Hilary earned his MBA (Financial Management) from the University of Hull, UK and his bachelors in Archaeology form the University of Ghana. He lives and works in Accra.
Five Questions with Hilary Richard Sam:
1. How long have you been writing poetry?
Not very long, it all started on the 1st of August 2008. I decided to do something new in my life and poetry sounded the most challenging, so I started.
2. Who are your favourite poets? Which poets have most informed and inspired your work?
I am not the favourite type, I guess that makes me a bit odd. And to be truthful, I did not read a lot of poems before I started writing. Thus, I cannot say with certainty whose work has informed or inspired my work.
My writings in general has been influenced by the strive of humanity, both great and small to make this world a better place. I am inspired by their thoughts, action, tears and their smiles.
3. What do you hope to accomplish with your poetry?
I want to communicate with the world, to share what I have inside of me. I want to be understood by expressing my perceptions of events and issues. I visualise my poetry as the vehicular apparatus through which I can inform and/or persuade my fellow humans to share in my understanding.
In all I want to ignite the good in people, I want create a positive awareness of the self and how we can all contribute to creating the paradise we all daydream about.
4. From this poem it seems you think organized religion plays too important a role in Ghanaian society.
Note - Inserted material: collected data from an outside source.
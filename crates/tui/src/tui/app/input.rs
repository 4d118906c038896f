use crossterm::event::{KeyCode, KeyEvent, KeyModifiers};

use super::{App, ConfirmChoice, FormField, InputMode};
use crate::tui::buffer::TextBuffer;

#[derive(Debug, Clone, Copy, PartialEq, Eq)]
pub(crate) enum NormalAction {
    Quit,
    EnterAdd,
    EnterEdit,
    ToggleComplete,
    Delete,
    Search,
    ClearFilters,
    ShowDetails,
    ShowHelp,
    SelectNext,
    SelectPrev,
    SelectFirst,
    SelectLast,
    NextTab,
    PrevTab,
}

impl NormalAction {
    pub(crate) fn from_event(key: &KeyEvent) -> Option<Self> {
        if matches!(key.code, KeyCode::Char('c')) && key.modifiers.contains(KeyModifiers::CONTROL) {
            return Some(Self::Quit);
        }

        match key.code {
            KeyCode::Char('q') => Some(Self::Quit),
            KeyCode::Char('a') => Some(Self::EnterAdd),
            KeyCode::Char('e') => Some(Self::EnterEdit),
            KeyCode::Char(' ') | KeyCode::Char('d') => Some(Self::ToggleComplete),
            KeyCode::Char('x') | KeyCode::Delete => Some(Self::Delete),
            KeyCode::Char('/') => Some(Self::Search),
            KeyCode::Char('c') => Some(Self::ClearFilters),
            KeyCode::Char('h') | KeyCode::Char('?') => Some(Self::ShowHelp),
            KeyCode::Char('j') | KeyCode::Down => Some(Self::SelectNext),
            KeyCode::Char('k') | KeyCode::Up => Some(Self::SelectPrev),
            KeyCode::Home => Some(Self::SelectFirst),
            KeyCode::End => Some(Self::SelectLast),
            KeyCode::Char('l') | KeyCode::Right | KeyCode::Tab => Some(Self::NextTab),
            KeyCode::Left | KeyCode::BackTab => Some(Self::PrevTab),
            KeyCode::Enter => Some(Self::ShowDetails),
            _ => None,
        }
    }
}

/// Shared single-line editing keys. Returns false when the key was not consumed.
fn edit_buffer(buffer: &mut TextBuffer, key: &KeyEvent) -> bool {
    if key.modifiers.contains(KeyModifiers::CONTROL) {
        return match key.code {
            KeyCode::Char('w') => {
                buffer.delete_word();
                true
            }
            KeyCode::Char('u') => {
                buffer.clear();
                true
            }
            _ => false,
        };
    }

    match key.code {
        KeyCode::Char(c) => buffer.insert_char(c),
        KeyCode::Backspace => buffer.backspace(),
        KeyCode::Delete => buffer.delete_char(),
        KeyCode::Left => buffer.move_left(),
        KeyCode::Right => buffer.move_right(),
        KeyCode::Home => buffer.move_home(),
        KeyCode::End => buffer.move_end(),
        _ => return false,
    }
    true
}

impl App {
    pub(crate) fn on_key(&mut self, key: KeyEvent) {
        match self.input_mode {
            InputMode::Normal => self.handle_normal_mode(key),
            InputMode::Form => self.handle_form_mode(key),
            InputMode::Search => self.handle_search_mode(key),
            InputMode::Inspect => self.handle_inspect_mode(key),
            InputMode::Help => self.handle_help_mode(key),
            InputMode::ConfirmDelete => self.handle_confirm_delete_mode(key),
        }
    }

    fn handle_normal_mode(&mut self, key: KeyEvent) {
        if let Some(action) = NormalAction::from_event(&key) {
            self.execute_normal_action(action);
        }
    }

    fn execute_normal_action(&mut self, action: NormalAction) {
        match action {
            NormalAction::Quit => self.should_quit = true,
            NormalAction::EnterAdd => self.open_add_form(),
            NormalAction::EnterEdit => self.start_edit_current(),
            NormalAction::ToggleComplete => self.toggle_selected(),
            NormalAction::Delete => self.prompt_delete(),
            NormalAction::Search => self.open_search(),
            NormalAction::ClearFilters => self.clear_filters(),
            NormalAction::ShowDetails => self.show_selected_details(),
            NormalAction::ShowHelp => self.show_help_overlay(),
            NormalAction::SelectNext => self.select_next(),
            NormalAction::SelectPrev => self.select_prev(),
            NormalAction::SelectFirst => self.select_first(),
            NormalAction::SelectLast => self.select_last(),
            NormalAction::NextTab => self.next_tab(),
            NormalAction::PrevTab => self.prev_tab(),
        }
    }

    fn handle_form_mode(&mut self, key: KeyEvent) {
        match key.code {
            KeyCode::Enter => return self.submit_form(),
            KeyCode::Esc => return self.cancel_form(),
            KeyCode::Tab | KeyCode::Down => {
                self.form_field = self.form_field.next();
                return;
            }
            KeyCode::BackTab | KeyCode::Up => {
                self.form_field = self.form_field.prev();
                return;
            }
            _ => {}
        }

        let consumed = match self.form_field {
            FormField::Title => edit_buffer(&mut self.title_input, &key),
            FormField::Description => edit_buffer(&mut self.description_input, &key),
            FormField::Category => match key.code {
                KeyCode::Left => {
                    self.cycle_form_category(false);
                    false
                }
                KeyCode::Right | KeyCode::Char(' ') => {
                    self.cycle_form_category(true);
                    false
                }
                _ => false,
            },
        };
        if consumed {
            self.sync_draft();
        }
    }

    fn handle_search_mode(&mut self, key: KeyEvent) {
        match key.code {
            KeyCode::Enter => {
                self.input_mode = InputMode::Normal;
                self.status = None;
            }
            KeyCode::Esc => {
                self.restore_search();
                self.input_mode = InputMode::Normal;
                self.status = None;
            }
            _ => {
                if edit_buffer(&mut self.search_input, &key) {
                    self.apply_search();
                }
            }
        }
    }

    fn handle_inspect_mode(&mut self, key: KeyEvent) {
        if matches!(key.code, KeyCode::Esc | KeyCode::Enter) {
            self.inspect_task = None;
            self.input_mode = InputMode::Normal;
            self.status = None;
        }
    }

    fn handle_help_mode(&mut self, key: KeyEvent) {
        if matches!(
            key.code,
            KeyCode::Esc | KeyCode::Enter | KeyCode::Char('h') | KeyCode::Char('?')
        ) {
            self.input_mode = InputMode::Normal;
            self.status = None;
        }
    }

    fn handle_confirm_delete_mode(&mut self, key: KeyEvent) {
        match key.code {
            KeyCode::Esc => {
                self.input_mode = InputMode::Normal;
                self.set_status_info("Deletion cancelled");
            }
            KeyCode::Left | KeyCode::Right | KeyCode::Char(' ') | KeyCode::Tab => {
                self.confirm_choice = self.confirm_choice.toggle();
            }
            KeyCode::Char('y') => {
                self.input_mode = InputMode::Normal;
                self.perform_delete();
            }
            KeyCode::Char('n') => {
                self.input_mode = InputMode::Normal;
                self.set_status_info("Deletion cancelled");
            }
            KeyCode::Enter => {
                self.input_mode = InputMode::Normal;
                if self.confirm_choice == ConfirmChoice::Yes {
                    self.perform_delete();
                } else {
                    self.set_status_info("Deletion cancelled");
                }
            }
            _ => {}
        }
    }
}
Do you think organized religion has a place in modern Ghanaian society? If so, what role should it play and how important should it be?
The Ghanaian is very religious, his/her very existence is centred on a belief in Onyankopon. The influence of religion on the society cannot be equaled by any other. To say that it plays too important a role in the society is an understatement, I would argue that it is the very spine of our society. It is indistinguishably intertwined in all our words and deeds.
I think religion is still sacrosanct in modern Ghana. Its contribution to the development of Ghana is very significant – provision of schools, hospitals and homes among other things.
Unfortunately, religion has not been able to eradicate greed and selfishness, the seamless disease that has engulfed our society. I believe religion should endeavour to exterminate this virus; it should be their utmost priority.
5. How has undertaking schooling abroad influenced your writing? Your perception of Ghana?
Schooling abroad actually inspired me to start writing. I found the biggest difference between our societies was availability of data and information. In our part of the world we do not take the time to write down our thoughts, our dreams and aspirations, and as such most of it has been lost. We feel like a lost people and so act like a lost people.
I understood the essence of writing and the development of society. They go hand in hand. What is in the head and heart stays there unless it is written and passed on to the next generation. Passing it on orally distorts the message, plus there is the tendency on the part of individuals to be selfish with information that did not originate from them. They hold on to it. That I believe has been our biggest disadvantage in history. As a nation, we should encourage our people to write. Writing in any form is better than no writing at all.
I just love my country, the nation that reside at the centre of the earth – Ghana is the heart of the earth.